── Dataset records

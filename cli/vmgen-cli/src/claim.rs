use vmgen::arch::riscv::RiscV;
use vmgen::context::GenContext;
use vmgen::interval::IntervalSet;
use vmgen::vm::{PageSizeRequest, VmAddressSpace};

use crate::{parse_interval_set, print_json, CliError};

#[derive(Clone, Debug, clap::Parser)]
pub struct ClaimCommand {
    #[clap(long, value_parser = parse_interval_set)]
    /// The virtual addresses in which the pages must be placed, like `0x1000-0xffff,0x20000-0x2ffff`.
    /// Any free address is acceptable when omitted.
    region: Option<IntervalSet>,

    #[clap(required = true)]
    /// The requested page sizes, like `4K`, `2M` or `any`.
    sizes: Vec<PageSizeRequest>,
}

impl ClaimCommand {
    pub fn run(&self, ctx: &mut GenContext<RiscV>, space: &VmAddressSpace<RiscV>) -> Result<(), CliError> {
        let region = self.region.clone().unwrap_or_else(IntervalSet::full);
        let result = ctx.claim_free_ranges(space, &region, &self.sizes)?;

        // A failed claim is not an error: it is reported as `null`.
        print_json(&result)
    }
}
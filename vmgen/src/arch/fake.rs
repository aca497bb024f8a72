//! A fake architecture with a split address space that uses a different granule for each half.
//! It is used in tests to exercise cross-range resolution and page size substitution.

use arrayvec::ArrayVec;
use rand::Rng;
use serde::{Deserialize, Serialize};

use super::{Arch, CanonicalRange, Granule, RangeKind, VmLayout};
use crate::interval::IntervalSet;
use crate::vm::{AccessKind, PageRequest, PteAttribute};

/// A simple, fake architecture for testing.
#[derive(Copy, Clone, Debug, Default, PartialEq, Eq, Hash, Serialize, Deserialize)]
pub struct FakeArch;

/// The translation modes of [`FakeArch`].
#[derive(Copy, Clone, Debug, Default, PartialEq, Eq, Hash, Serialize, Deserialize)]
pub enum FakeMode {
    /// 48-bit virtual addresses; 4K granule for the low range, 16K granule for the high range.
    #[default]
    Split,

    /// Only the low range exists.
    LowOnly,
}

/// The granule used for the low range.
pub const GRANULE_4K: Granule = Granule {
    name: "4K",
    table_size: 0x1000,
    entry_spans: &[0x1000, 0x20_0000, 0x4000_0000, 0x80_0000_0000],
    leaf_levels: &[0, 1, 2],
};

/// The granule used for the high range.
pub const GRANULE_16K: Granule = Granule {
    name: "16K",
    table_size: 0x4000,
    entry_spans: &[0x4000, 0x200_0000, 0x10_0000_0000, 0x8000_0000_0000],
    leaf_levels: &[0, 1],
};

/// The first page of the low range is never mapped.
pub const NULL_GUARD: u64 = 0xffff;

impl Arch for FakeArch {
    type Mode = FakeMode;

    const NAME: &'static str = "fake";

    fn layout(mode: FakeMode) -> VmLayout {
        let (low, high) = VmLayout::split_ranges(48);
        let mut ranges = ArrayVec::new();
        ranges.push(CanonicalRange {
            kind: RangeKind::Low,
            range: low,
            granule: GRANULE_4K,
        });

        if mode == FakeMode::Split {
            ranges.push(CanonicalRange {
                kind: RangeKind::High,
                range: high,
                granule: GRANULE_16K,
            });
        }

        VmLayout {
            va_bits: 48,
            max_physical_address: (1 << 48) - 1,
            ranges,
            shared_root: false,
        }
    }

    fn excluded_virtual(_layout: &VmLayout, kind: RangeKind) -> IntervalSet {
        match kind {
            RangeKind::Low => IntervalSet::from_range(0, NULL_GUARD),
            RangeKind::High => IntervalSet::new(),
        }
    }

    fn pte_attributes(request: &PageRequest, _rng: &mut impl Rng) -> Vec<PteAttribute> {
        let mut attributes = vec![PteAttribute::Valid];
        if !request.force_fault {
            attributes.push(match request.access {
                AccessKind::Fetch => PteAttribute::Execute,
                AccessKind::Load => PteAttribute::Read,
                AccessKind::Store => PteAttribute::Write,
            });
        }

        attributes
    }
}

────

_Requirement_:
Could you restate every record above word for word?

_Output of the task_:
filename cli/vmgen-cli/src/claim.rs
use vmgen::arch::riscv::RiscV;
use vmgen::context::GenContext;
use vmgen::interval::IntervalSet;
use vmgen::vm::{PageSizeRequest, VmAddressSpace};

use crate::{parse_interval_set, print_json, CliError};

#[derive(Clone, Debug, clap::Parser)]
pub struct ClaimCommand {
    #[clap(long, value_parser = parse_interval_set)]
    /// The virtual addresses in which the pages must be placed, like `0x1000-0xffff,0x20000-0x2ffff`.
    /// Any free address is acceptable when omitted.
    region: Option<IntervalSet>,

    #[clap(required = true)]
    /// The requested page sizes, like `4K`, `2M` or `any`.
    sizes: Vec<PageSizeRequest>,
}

impl ClaimCommand {
    pub fn run(&self, ctx: &mut GenContext<RiscV>, space: &VmAddressSpace<RiscV>) -> Result<(), CliError> {
        let region = self.region.clone().unwrap_or_else(IntervalSet::full);
        let result = ctx.claim_free_ranges(space, &region, &self.sizes)?;

        // A failed claim is not an error: it is reported as `null`.
        print_json(&result)
    }
}
filename vmgen/src/arch/fake.rs
repository aca497bb024f8a72
//! A fake architecture with a split address space that uses a different granule for each half.
//! It is used in tests to exercise cross-range resolution and page size substitution.

use arrayvec::ArrayVec;
use rand::Rng;
use serde::{Deserialize, Serialize};

use super::{Arch, CanonicalRange, Granule, RangeKind, VmLayout};
use crate::interval::IntervalSet;
use crate::vm::{AccessKind, PageRequest, PteAttribute};

/// A simple, fake architecture for testing.
#[derive(Copy, Clone, Debug, Default, PartialEq, Eq, Hash, Serialize, Deserialize)]
pub struct FakeArch;

/// The translation modes of [`FakeArch`].
#[derive(Copy, Clone, Debug, Default, PartialEq, Eq, Hash, Serialize, Deserialize)]
pub enum FakeMode {
    /// 48-bit virtual addresses; 4K granule for the low range, 16K granule for the high range.
    #[default]
    Split,

    /// Only the low range exists.
    LowOnly,
}

/// The granule used for the low range.
pub const GRANULE_4K: Granule = Granule {
    name: "4K",
    table_size: 0x1000,
    entry_spans: &[0x1000, 0x20_0000, 0x4000_0000, 0x80_0000_0000],
    leaf_levels: &[0, 1, 2],
};

/// The granule used for the high range.
pub const GRANULE_16K: Granule = Granule {
    name: "16K",
    table_size: 0x4000,
    entry_spans: &[0x4000, 0x200_0000, 0x10_0000_0000, 0x8000_0000_0000],
    leaf_levels: &[0, 1],
};

/// The first page of the low range is never mapped.
pub const NULL_GUARD: u64 = 0xffff;

impl Arch for FakeArch {
    type Mode = FakeMode;

    const NAME: &'static str = "fake";

    fn layout(mode: FakeMode) -> VmLayout {
        let (low, high) = VmLayout::split_ranges(48);
        let mut ranges = ArrayVec::new();
        ranges.push(CanonicalRange {
            kind: RangeKind::Low,
            range: low,
            granule: GRANULE_4K,
        });

        if mode == FakeMode::Split {
            ranges.push(CanonicalRange {
                kind: RangeKind::High,
                range: high,
                granule: GRANULE_16K,
            });
        }

        VmLayout {
            va_bits: 48,
            max_physical_address: (1 << 48) - 1,
            ranges,
            shared_root: false,
        }
    }

    fn excluded_virtual(_layout: &VmLayout, kind: RangeKind) -> IntervalSet {
        match kind {
            RangeKind::Low => IntervalSet::from_range(0, NULL_GUARD),
            RangeKind::High => IntervalSet::new(),
        }
    }

    fn pte_attributes(request: &PageRequest, _rng: &mut impl Rng) -> Vec<PteAttribute> {
        let mut attributes = vec![PteAttribute::Valid];
        if !request.force_fault {
            attributes.push(match request.access {
                AccessKind::Fetch => PteAttribute::Execute,
                AccessKind::Load => PteAttribute::Read,
                AccessKind::Store => PteAttribute::Write,
            });
        }

        attributes
    }
}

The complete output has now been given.